Where physics becomes metabolic biology
The number is derived from work largely associated with Sharon Kujawa and Charles Liberman, whose 2009 paper in the Journal of Neuroscience introduced the concept of cochlear synaptopathy [2], and whose 2015 follow-up in Hearing Research broadened the implications to noise exposure and aging [3]. The mechanism they describe is the gradual loss of synapses between inner hair cells and auditory nerve fibers. These synapses are the connection point where the physics of sound becomes the metabolic biology of hearing.
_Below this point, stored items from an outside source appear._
fn score_pose(snapshot: &FaceDetectionSnapshot, step: CaptureStep, feedback: &mut Feedback) -> f32 {
    let rot = snapshot.rotation;
    let mut score = 1.0;

    match step {
        CaptureStep::Center => {
            if rot.yaw.abs() > CENTER_TOLERANCE_DEG {
                score -= CENTER_PENALTY;
                feedback.issue("Head is turned to the side", Some("Look straight at the camera"));
            }
            if rot.pitch.abs() > CENTER_TOLERANCE_DEG {
                score -= CENTER_PENALTY;
                feedback.issue("Head is tilted up or down", Some("Look straight at the camera"));
            }
        }
        CaptureStep::Up => {
            score += score_band(rot.pitch, (-30.0, -3.0), (-20.0, -10.0), step, "Tilt your head slightly up", feedback);
        }
        CaptureStep::Down => {
            score += score_band(rot.pitch, (3.0, 30.0), (10.0, 20.0), step, "Tilt your head slightly down", feedback);
        }
        CaptureStep::Left => {
            score += score_band(rot.yaw, (-40.0, -5.0), (-25.0, -15.0), step, "Turn your head slightly to the left", feedback);
        }
        CaptureStep::Right => {
            score += score_band(rot.yaw, (5.0, 40.0), (15.0, 25.0), step, "Turn your head slightly to the right", feedback);
        }
        CaptureStep::Blink | CaptureStep::Smile | CaptureStep::Neutral => {
            if rot.yaw.abs() > EXPRESSION_TOLERANCE_DEG || rot.pitch.abs() > EXPRESSION_TOLERANCE_DEG {
                score -= EXPRESSION_POSE_PENALTY;
                feedback.issue(
                    format!("Incorrect pose for the '{step}' step"),
                    Some("Look straight at the camera"),
                );
            }
        }
    }

    if rot.roll.abs() > ROLL_TOLERANCE_DEG {
        let excess = rot.roll.abs() - ROLL_TOLERANCE_DEG;
        score -= (ROLL_BASE_PENALTY + excess * ROLL_PENALTY_PER_DEG).min(ROLL_MAX_PENALTY);
        feedback.issue("Head is tilted sideways", Some("Keep your head upright"));
    }

    score
}

fn score_symmetry(snapshot: &FaceDetectionSnapshot, feedback: &mut Feedback) -> f32 {
    let mut score = SYMMETRY_BASE;

    match (snapshot.landmark(LandmarkKind::LeftEye), snapshot.landmark(LandmarkKind::RightEye)) {
        (Some(l), Some(r)) => {
            if (l.y - r.y).abs() > EYE_LEVEL_THRESHOLD_PX {
                score -= EYE_LEVEL_PENALTY;
                feedback.issue("Eyes are not level", Some("Keep your head upright"));
            }
        }
        _ => score -= UNPAIRED_PENALTY,
    }

    match (snapshot.landmark(LandmarkKind::MouthLeft), snapshot.landmark(LandmarkKind::MouthRight)) {
        (Some(l), Some(r)) => {
            if (l.y - r.y).abs() > MOUTH_LEVEL_THRESHOLD_PX {
                score -= MOUTH_LEVEL_PENALTY;
                feedback.issue("Mouth corners are not level", Some("Relax your face and keep your head upright"));
            }
        }
        _ => score -= UNPAIRED_PENALTY,
    }

    score
}

fn score_eye_openness(snapshot: &FaceDetectionSnapshot, step: CaptureStep, feedback: &mut Feedback) -> f32 {
    let left = snapshot.left_eye_open.map(|p| p.clamp(0.0, 1.0));
    let right = snapshot.right_eye_open.map(|p| p.clamp(0.0, 1.0));

    let mean = match (left, right) {
        (Some(l), Some(r)) => (l + r) / 2.0,
        (Some(p), None) | (None, Some(p)) => p,
        (None, None) => return NEUTRAL_SCORE,
    };

    let mut score = mean;
    // Closed eyes are what the blink step asks for.
    if mean < MIN_EYE_OPENNESS && step != CaptureStep::Blink {
        score = CLOSED_EYES_SCORE;
        feedback.issue("Eyes appear closed", Some("Keep your eyes open"));
    }

    if let (Some(l), Some(r)) = (left, right) {
        if (l - r).abs() > EYE_ASYMMETRY_THRESHOLD {
            score -= EYE_ASYMMETRY_PENALTY;
            feedback.issue("One eye appears closed", Some("Open both eyes evenly"));
        }
    }

    score
}

fn score_mouth_visibility(snapshot: &FaceDetectionSnapshot, step: CaptureStep, feedback: &mut Feedback) -> f32 {
    let mut score = MOUTH_BASE;

    let missing = [LandmarkKind::MouthLeft, LandmarkKind::MouthRight, LandmarkKind::MouthBottom]
        .iter()
        .filter(|k| snapshot.landmark(**k).is_none())
        .count();
    if missing > 0 {
        score -= missing as f32 * MISSING_MOUTH_LANDMARK_PENALTY;
        feedback.issue("Mouth is not fully visible", Some("Make sure your mouth is not covered"));
    }

    if let Some(smiling) = snapshot.smiling {
        if smiling > SMILE_BONUS_THRESHOLD {
            score += SMILE_BONUS;
        }
        if step == CaptureStep::Smile && smiling < SMILE_STEP_MIN {
            score -= SMILE_STEP_PENALTY;
            feedback.issue("No smile detected", Some("Smile naturally"));
        }
    }

    score
}

fn report_ratio(ratio: f32, what: &str, feedback: &mut Feedback) {
    if ratio < POOR_RATIO {
        feedback.issue(
            format!("Poor {what} detection"),
            Some("Make sure your whole face is visible and evenly lit"),
        );
    } else if ratio < MODERATE_RATIO {
        feedback.issue(format!("Moderate {what} detection"), Some("Hold still and face the camera"));
    }
}

fn score_landmark_quality(snapshot: &FaceDetectionSnapshot, feedback: &mut Feedback) -> f32 {
    let mut detected = 0usize;
    for kind in LandmarkKind::CRITICAL {
        if snapshot.landmark(kind).is_some() {
            detected += 1;
        } else {
            feedback.issue(format!("Missing landmark: {}", kind.label()), None);
        }
    }

    let ratio = detected as f32 / LandmarkKind::CRITICAL.len() as f32;
    report_ratio(ratio, "landmark", feedback);

    let optional = LandmarkKind::OPTIONAL
        .iter()
        .filter(|k| snapshot.landmark(**k).is_some())
        .count();
    (ratio + optional as f32 * OPTIONAL_LANDMARK_BONUS).min(1.0)
}

fn score_contour_completeness(snapshot: &FaceDetectionSnapshot, feedback: &mut Feedback) -> f32 {
    let mut detected = 0usize;
    let mut short = 0usize;
    for kind in ContourKind::CRITICAL {
        let points = snapshot.contour(kind);
        if points.is_empty() {
            continue;
        }
        detected += 1;
        if points.len() < MIN_CONTOUR_POINTS {
            short += 1;
        }
    }

    let ratio = detected as f32 / ContourKind::CRITICAL.len() as f32;
    report_ratio(ratio, "contour", feedback);

    ratio - short as f32 * SHORT_CONTOUR_PENALTY
}

/// Accept/retry decision made before a capture is used.
#[derive(Debug, Clone, PartialEq)]
pub enum GateDecision {
    Accept,
    Retry {
        issues: Vec<String>,
        recommendations: Vec<String>,
    },
}

impl GateDecision {
    pub fn is_accept(&self) -> bool {
        matches!(self, GateDecision::Accept)
    }
}

/// Minimum overall quality a capture needs before enrollment or verification.
#[derive(Debug, Clone, Copy)]
pub struct QualityGate {
    pub min_overall: f32,
}

impl Default for QualityGate {
    fn default() -> Self {
        Self { min_overall: 0.7 }
    }
}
Signal quality, not just sensitivity
Synaptopathy degrades signal quality before it degrades sensitivity. When these synapses degrade, the signal that reaches the brain becomes noisier and less reliable, even when threshold sensitivity remains within the normal range. The audiogram is a loudness detection assessment: Can you hear this tone at this volume? It is not a signal quality assessment: How cleanly does that tone arrive in your brain?
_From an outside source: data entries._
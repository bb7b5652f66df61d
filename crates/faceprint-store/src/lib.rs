//! faceprint-store: integrity-checked persistence of enrolled embeddings.
//!
//! Each identity owns three entries in the backend:
//!
//! - `embedding:{id}`: canonical JSON serialization of the embedding
//! - `embedding-digest:{id}`: hex SHA-256 of exactly those bytes
//! - `embedding-meta:{id}`: bookkeeping (`updated_at`), outside the digest
//!
//! A digest mismatch on load is reported as [`StoreError::Integrity`] and the
//! record is left in place; it is never repaired or treated as missing.

pub mod backend;

pub use backend::{MemoryBackend, SqliteBackend, StoreBackend};

use chrono::{DateTime, Utc};
use faceprint_core::types::{Embedding, EMBEDDING_DIM};
use serde::{Deserialize, Serialize};
use sha2::{Digest, Sha256};
use std::collections::HashMap;
use std::sync::{Arc, Mutex, PoisonError};
use thiserror::Error;

const EMBEDDING_PREFIX: &str = "embedding:";
const DIGEST_PREFIX: &str = "embedding-digest:";
const META_PREFIX: &str = "embedding-meta:";

/// Version of the canonical record layout.
pub const RECORD_FORMAT: u32 = 1;

#[derive(Error, Debug)]
pub enum StoreError {
    #[error("no embedding enrolled for identity '{0}'")]
    NotFound(String),
    #[error("integrity check failed for identity '{0}': stored digest does not match")]
    Integrity(String),
    #[error("invalid record for identity '{identity}': {reason}")]
    InvalidRecord { identity: String, reason: String },
    #[error("refusing to store embedding: {0}")]
    InvalidEmbedding(String),
    #[error("identity must be a non-empty string")]
    InvalidIdentity,
    #[error("sqlite error: {0}")]
    Sqlite(#[from] rusqlite::Error),
    #[error("serialization error: {0}")]
    Serialization(#[from] serde_json::Error),
    #[error("backend error: {0}")]
    Backend(String),
}

/// Canonical on-disk form of an embedding. Field order is fixed by the struct.
#[derive(Debug, Serialize, Deserialize)]
struct CanonicalRecord {
    format: u32,
    model_version: Option<String>,
    values: Vec<f32>,
}

#[derive(Debug, Serialize, Deserialize)]
struct RecordMeta {
    updated_at: DateTime<Utc>,
}

/// Identity plus bookkeeping, as returned by [`EmbeddingStore::identities`].
#[derive(Debug, Clone, PartialEq, Serialize)]
pub struct EnrolledIdentity {
    pub identity: String,
    pub updated_at: Option<DateTime<Utc>>,
}

/// Hex SHA-256 of a canonical serialization.
pub fn digest_hex(bytes: &[u8]) -> String {
    format!("{:x}", Sha256::digest(bytes))
}

/// Serialize an embedding to its canonical text form.
pub fn canonical_serialization(embedding: &Embedding) -> Result<String, StoreError> {
    let record = CanonicalRecord {
        format: RECORD_FORMAT,
        model_version: embedding.model_version.clone(),
        values: embedding.values.clone(),
    };
    Ok(serde_json::to_string(&record)?)
}

/// One embedding per identity, with a digest verified on every load.
pub struct EmbeddingStore<B: StoreBackend> {
    backend: B,
    locks: Mutex<HashMap<String, Arc<Mutex<()>>>>,
}

impl EmbeddingStore<MemoryBackend> {
    pub fn in_memory() -> Self {
        Self::new(MemoryBackend::new())
    }
}

impl<B: StoreBackend> EmbeddingStore<B> {
    pub fn new(backend: B) -> Self {
        Self {
            backend,
            locks: Mutex::new(HashMap::new()),
        }
    }

    pub fn backend(&self) -> &B {
        &self.backend
    }

    /// Persist `embedding` for `identity`, replacing any previous record.
    pub fn save(&self, identity: &str, embedding: &Embedding) -> Result<(), StoreError> {
        check_identity(identity)?;
        if embedding.len() != EMBEDDING_DIM {
            return Err(StoreError::InvalidEmbedding(format!(
                "expected {EMBEDDING_DIM} values, got {}",
                embedding.len()
            )));
        }
        if embedding.values.iter().any(|v| !v.is_finite()) || !embedding.is_unit_norm() {
            return Err(StoreError::InvalidEmbedding("embedding is not unit-norm".into()));
        }

        let serialized = canonical_serialization(embedding)?;
        let digest = digest_hex(serialized.as_bytes());
        let meta = serde_json::to_string(&RecordMeta { updated_at: Utc::now() })?;

        self.with_identity_lock(identity, || {
            self.backend.put_all(&[
                (key(EMBEDDING_PREFIX, identity), serialized),
                (key(DIGEST_PREFIX, identity), digest),
                (key(META_PREFIX, identity), meta),
            ])
        })?;

        tracing::info!(identity, model_version = ?embedding.model_version, "embedding saved");
        Ok(())
    }

    /// Load and verify the embedding for `identity`.
    pub fn load(&self, identity: &str) -> Result<Embedding, StoreError> {
        check_identity(identity)?;
        self.with_identity_lock(identity, || self.read_record(identity))
    }

    fn read_record(&self, identity: &str) -> Result<Embedding, StoreError> {
        let serialized = self.backend.get(&key(EMBEDDING_PREFIX, identity))?;
        let stored_digest = self.backend.get(&key(DIGEST_PREFIX, identity))?;

        let (serialized, stored_digest) = match (serialized, stored_digest) {
            (None, None) => return Err(StoreError::NotFound(identity.to_string())),
            (Some(s), Some(d)) => (s, d),
            // Half a record cannot be trusted either way.
            _ => {
                tracing::warn!(identity, "embedding record is incomplete");
                return Err(StoreError::Integrity(identity.to_string()));
            }
        };

        if digest_hex(serialized.as_bytes()) != stored_digest.trim() {
            tracing::warn!(identity, "embedding digest mismatch");
            return Err(StoreError::Integrity(identity.to_string()));
        }

        let invalid = |reason: String| StoreError::InvalidRecord {
            identity: identity.to_string(),
            reason,
        };
        let record: CanonicalRecord =
            serde_json::from_str(&serialized).map_err(|e| invalid(format!("unparseable: {e}")))?;
        if record.format != RECORD_FORMAT {
            return Err(invalid(format!("unsupported record format {}", record.format)));
        }
        if record.values.len() != EMBEDDING_DIM {
            return Err(invalid(format!(
                "expected {EMBEDDING_DIM} values, got {}",
                record.values.len()
            )));
        }

        let embedding = Embedding {
            values: record.values,
            model_version: record.model_version,
        };
        if embedding.values.iter().any(|v| !v.is_finite()) || !embedding.is_unit_norm() {
            return Err(invalid("embedding is not unit-norm".into()));
        }

        tracing::debug!(identity, "embedding loaded");
        Ok(embedding)
    }

    /// Remove the record for `identity`. Returns whether anything was removed.
    pub fn delete(&self, identity: &str) -> Result<bool, StoreError> {
        check_identity(identity)?;
        let removed = self.with_identity_lock(identity, || {
            self.backend.remove_all(&[
                key(EMBEDDING_PREFIX, identity),
                key(DIGEST_PREFIX, identity),
                key(META_PREFIX, identity),
            ])
        })?;
        if removed > 0 {
            tracing::info!(identity, "embedding deleted");
        }
        Ok(removed > 0)
    }

    /// Whether any part of a record exists for `identity`.
    pub fn contains(&self, identity: &str) -> Result<bool, StoreError> {
        check_identity(identity)?;
        Ok(self.backend.get(&key(EMBEDDING_PREFIX, identity))?.is_some()
            || self.backend.get(&key(DIGEST_PREFIX, identity))?.is_some())
    }

    /// Enrolled identities, sorted, with their last update time when known.
    pub fn identities(&self) -> Result<Vec<EnrolledIdentity>, StoreError> {
        let keys = self.backend.keys_with_prefix(EMBEDDING_PREFIX)?;
        let mut out = Vec::with_capacity(keys.len());
        for k in keys {
            let identity = k[EMBEDDING_PREFIX.len()..].to_string();
            let updated_at = self
                .backend
                .get(&key(META_PREFIX, &identity))?
                .and_then(|raw| serde_json::from_str::<RecordMeta>(&raw).ok())
                .map(|m| m.updated_at);
            out.push(EnrolledIdentity { identity, updated_at });
        }
        Ok(out)
    }

    /// Run `f` while holding the lock for `identity`.
    ///
    /// Entries live only while some caller holds or waits on them, so the
    /// table never outgrows the number of in-flight operations.
    fn with_identity_lock<T>(&self, identity: &str, f: impl FnOnce() -> T) -> T {
        let lock = {
            let mut locks = self.locks.lock().unwrap_or_else(PoisonError::into_inner);
            Arc::clone(
                locks
                    .entry(identity.to_string())
                    .or_insert_with(|| Arc::new(Mutex::new(()))),
            )
        };

        let result = {
            let _guard = lock.lock().unwrap_or_else(PoisonError::into_inner);
            f()
        };

        // Clones are only taken under the table lock, so a count of one
        // after ours is dropped means nobody else is holding or waiting.
        let mut locks = self.locks.lock().unwrap_or_else(PoisonError::into_inner);
        drop(lock);
        if locks.get(identity).is_some_and(|l| Arc::strong_count(l) == 1) {
            locks.remove(identity);
        }
        result
    }
}

fn key(prefix: &str, identity: &str) -> String {
    format!("{prefix}{identity}")
}

fn check_identity(identity: &str) -> Result<(), StoreError> {
    if identity.trim().is_empty() {
        return Err(StoreError::InvalidIdentity);
    }
    Ok(())
}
The intervention window is wide open
Synaptopathy is biological by definition, its clinical implications are not subtle, and the intervention window is wide open: Functional symptoms like tinnitus and difficulty hearing in noise are often synaptopathy biomarkers that can progress undetected and untreated for decades. The early metabolic decline that the audiogram misses is the upstream cause of a downstream cognitive outcome that compromises quality of life and costs the global economy trillions.
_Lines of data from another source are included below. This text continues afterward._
#[cfg(test)]
mod tests {
    use super::*;
    use crate::inference::EngineError;
    use crate::test_support::FakeEngine;
    use ndarray::ArrayView4;

    fn quick() -> ModelValidator {
        ModelValidator::new(ValidatorConfig {
            accuracy_trials: 20,
            // Debug builds are slow; only the relative checks matter here.
            max_avg_latency: Duration::from_secs(30),
            latency_jitter_floor: Duration::from_secs(30),
            ..ValidatorConfig::default()
        })
    }

    /// Emotion outputs that are not probabilities.
    struct BadEmotionEngine;

    impl InferenceEngine for BadEmotionEngine {
        fn name(&self) -> &str {
            "bad-emotion"
        }
        fn supports(&self, _kind: ModelKind) -> bool {
            true
        }
        fn run(&self, kind: ModelKind, input: ArrayView4<'_, f32>) -> Result<TensorOutput, EngineError> {
            if kind == ModelKind::Emotion {
                return Ok(TensorOutput { shape: vec![1, 7], data: vec![3.0; 7] });
            }
            FakeEngine::default().run(kind, input)
        }
    }

    /// Embedding model with the wrong output width.
    struct NarrowEmbeddingEngine;

    impl InferenceEngine for NarrowEmbeddingEngine {
        fn name(&self) -> &str {
            "narrow"
        }
        fn supports(&self, _kind: ModelKind) -> bool {
            true
        }
        fn run(&self, kind: ModelKind, input: ArrayView4<'_, f32>) -> Result<TensorOutput, EngineError> {
            if kind == ModelKind::Embedding {
                return Ok(TensorOutput { shape: vec![1, 128], data: vec![0.1; 128] });
            }
            FakeEngine::default().run(kind, input)
        }
    }

    /// Sleeps long enough to blow a tight latency budget.
    struct SlowEngine;

    impl InferenceEngine for SlowEngine {
        fn name(&self) -> &str {
            "slow"
        }
        fn supports(&self, kind: ModelKind) -> bool {
            kind == ModelKind::AgeGender
        }
        fn run(&self, kind: ModelKind, input: ArrayView4<'_, f32>) -> Result<TensorOutput, EngineError> {
            std::thread::sleep(Duration::from_millis(5));
            FakeEngine::default().run(kind, input)
        }
    }

    #[test]
    fn test_well_behaved_engine_passes() {
        let report = quick().validate_all(&FakeEngine::default());
        for check in &report.models {
            assert!(check.passed, "{}: {}", check.model, check.detail);
            assert!(check.structure_ok);
            assert!(check.consistency > 0.999);
            assert_eq!(check.accuracy, 1.0);
        }
        assert!(report.overall);
        assert_eq!(report.pass_fraction, 1.0);
        assert_eq!(report.engine, "fake");
    }

    #[test]
    fn test_missing_model_fails_overall() {
        let engine = FakeEngine { missing: vec![ModelKind::AgeGender], ..FakeEngine::default() };
        let report = quick().validate_all(&engine);
        let check = report.check(ModelKind::AgeGender).unwrap();
        assert!(!check.passed);
        assert_eq!(check.detail, "model not loaded");
        assert!(report.check(ModelKind::Embedding).unwrap().passed);
        assert!((report.pass_fraction - 0.75).abs() < 1e-6);
        assert!(!report.overall);
    }

    #[test]
    fn test_inconsistent_engine_fails() {
        let engine = FakeEngine { noisy: true, ..FakeEngine::default() };
        let check = quick().validate_model(&engine, ModelKind::Embedding);
        assert!(check.structure_ok);
        assert!(!check.passed);
        assert!(check.consistency < 0.9);
        assert!(check.detail.contains("consistency"));
    }

    #[test]
    fn test_wrong_output_shape_fails_structure() {
        let check = quick().validate_model(&NarrowEmbeddingEngine, ModelKind::Embedding);
        assert!(!check.passed);
        assert!(!check.structure_ok);
        assert!(check.detail.contains("shape"));
    }

    #[test]
    fn test_invalid_probabilities_fail_accuracy() {
        let check = quick().validate_model(&BadEmotionEngine, ModelKind::Emotion);
        assert!(check.structure_ok);
        assert_eq!(check.accuracy, 0.0);
        assert!(!check.passed);
    }

    #[test]
    fn test_latency_budget() {
        let validator = ModelValidator::new(ValidatorConfig {
            performance_runs: 3,
            accuracy_trials: 1,
            consistency_runs: 2,
            max_avg_latency: Duration::from_millis(1),
            ..ValidatorConfig::default()
        });
        let check = validator.validate_model(&SlowEngine, ModelKind::AgeGender);
        assert!(!check.passed);
        assert!(check.avg_latency_ms >= 5.0);
        assert!(check.detail.contains("latency"));
    }

    #[test]
    fn test_single_consistency_run_still_compares_pairs() {
        let validator = ModelValidator::new(ValidatorConfig {
            consistency_runs: 1,
            ..quick().config().clone()
        });
        assert_eq!(validator.config().consistency_runs, MIN_CONSISTENCY_RUNS);

        let engine = FakeEngine { noisy: true, ..FakeEngine::default() };
        let check = validator.validate_model(&engine, ModelKind::Embedding);
        assert!(!check.passed);
        assert!(check.consistency < 0.9);

        let zero = ModelValidator::new(ValidatorConfig { consistency_runs: 0, ..ValidatorConfig::default() });
        assert_eq!(zero.config().consistency_runs, MIN_CONSISTENCY_RUNS);
    }

    #[test]
    fn test_unavailable_report() {
        let report = ModelValidationReport::unavailable("no model directory");
        assert_eq!(report.models.len(), 4);
        assert!(report.models.iter().all(|m| !m.passed));
        assert!(!report.overall);
    }

    #[test]
    fn test_synthetic_input_is_reproducible() {
        let a = synthetic_input(ModelKind::Emotion, 3);
        let b = synthetic_input(ModelKind::Emotion, 3);
        assert_eq!(a, b);
        assert_eq!(a.shape(), &[1, 48, 48, 1]);
        assert_ne!(a, synthetic_input(ModelKind::Emotion, 4));
    }

    #[test]
    fn test_cosine_edge_cases() {
        assert_eq!(cosine(&[0.0, 0.0], &[0.0, 0.0]), 1.0);
        assert_eq!(cosine(&[1.0, 0.0], &[0.0, 0.0]), 0.0);
        assert_eq!(cosine(&[1.0], &[1.0, 2.0]), 0.0);
    }
}
use serde::{Deserialize, Serialize};
use thiserror::Error;

/// Length of every face embedding produced or accepted by this crate.
pub const EMBEDDING_DIM: usize = 512;

/// Accepted deviation of an embedding's L2 norm from 1.0.
pub const UNIT_NORM_TOLERANCE: f64 = 1e-5;

/// Two vectors that must have the same length did not.
#[derive(Error, Debug, Clone, Copy, PartialEq, Eq)]
#[error("shape mismatch: expected {expected} values, got {actual}")]
pub struct ShapeMismatch {
    pub expected: usize,
    pub actual: usize,
}

/// L2-normalized face embedding.
#[derive(Debug, Clone, PartialEq, Serialize, Deserialize)]
pub struct Embedding {
    pub values: Vec<f32>,
    /// Model that produced this embedding (e.g., "facenet_512d", "fallback-v1").
    pub model_version: Option<String>,
}

impl Embedding {
    /// Normalize `raw` to unit length and wrap it.
    ///
    /// Returns `None` for a zero, non-finite or wrong-length vector; callers
    /// never receive a partially normalized embedding.
    pub fn from_raw(raw: &[f32], model_version: Option<String>) -> Option<Self> {
        if raw.len() != EMBEDDING_DIM {
            return None;
        }
        let values = l2_normalize(raw)?;
        Some(Self { values, model_version })
    }

    pub fn len(&self) -> usize {
        self.values.len()
    }

    pub fn is_empty(&self) -> bool {
        self.values.is_empty()
    }

    /// L2 norm, accumulated in f64.
    pub fn norm(&self) -> f64 {
        self.values
            .iter()
            .map(|&v| (v as f64) * (v as f64))
            .sum::<f64>()
            .sqrt()
    }

    pub fn is_unit_norm(&self) -> bool {
        (self.norm() - 1.0).abs() <= UNIT_NORM_TOLERANCE
    }

    /// Similarity of two unit-norm embeddings: their dot product, which equals
    /// cosine similarity. Result in [-1, 1]; higher = more similar.
    ///
    /// Processes all dimensions unconditionally.
    pub fn similarity(&self, other: &Embedding) -> Result<f32, ShapeMismatch> {
        if self.values.len() != other.values.len() {
            return Err(ShapeMismatch {
                expected: self.values.len(),
                actual: other.values.len(),
            });
        }

        let mut dot = 0.0f64;
        for (a, b) in self.values.iter().zip(other.values.iter()) {
            dot += (*a as f64) * (*b as f64);
        }
        Ok(dot.clamp(-1.0, 1.0) as f32)
    }

    /// Euclidean distance between two embeddings.
    pub fn euclidean_distance(&self, other: &Embedding) -> Result<f32, ShapeMismatch> {
        if self.values.len() != other.values.len() {
            return Err(ShapeMismatch {
                expected: self.values.len(),
                actual: other.values.len(),
            });
        }
        Ok(self
            .values
            .iter()
            .zip(other.values.iter())
            .map(|(a, b)| (a - b).powi(2))
            .sum::<f32>()
            .sqrt())
    }
}

/// Scale `raw` to unit L2 norm. `None` if the norm is zero or not finite.
pub fn l2_normalize(raw: &[f32]) -> Option<Vec<f32>> {
    let norm = raw
        .iter()
        .map(|&v| (v as f64) * (v as f64))
        .sum::<f64>()
        .sqrt();
    if !norm.is_finite() || norm <= f64::EPSILON {
        return None;
    }
    Some(raw.iter().map(|&v| ((v as f64) / norm) as f32).collect())
}

/// Cheap statistics of the source image the snapshot was detected on.
#[derive(Debug, Clone, Copy, PartialEq, Serialize, Deserialize)]
pub struct ImageStats {
    pub width: u32,
    pub height: u32,
    /// Mean luma (0.0–255.0), when the pixels were available.
    #[serde(default)]
    pub mean_luminance: Option<f32>,
}

impl ImageStats {
    pub fn new(width: u32, height: u32) -> Self {
        Self { width, height, mean_luminance: None }
    }

    pub fn from_image(image: &image::DynamicImage) -> Self {
        let luma = image.to_luma8();
        let pixels = luma.as_raw();
        let mean_luminance = if pixels.is_empty() {
            None
        } else {
            let sum: u64 = pixels.iter().map(|&p| p as u64).sum();
            Some(sum as f32 / pixels.len() as f32)
        };
        Self {
            width: image.width(),
            height: image.height(),
            mean_luminance,
        }
    }

    pub fn area(&self) -> f32 {
        self.width as f32 * self.height as f32
    }
}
Dementia, the ACHIEVE study, and the cognitive evidence
Darrow and colleagues see the consequences of missing the hidden hearing loss window through the Lancet Commission's work on modifiable dementia risk. In three reports, the Commission has identified untreated hearing loss as the largest modifiable risk factor for dementia [4, 5, 6]. The ACHIEVE trial, published in 2023, reported another large number, 48% reduction in three-year cognitive decline in at-risk older adults who received hearing intervention, one of the largest cognitive protection effects from any non-pharmacological intervention ever reported in a well-designed trial [7].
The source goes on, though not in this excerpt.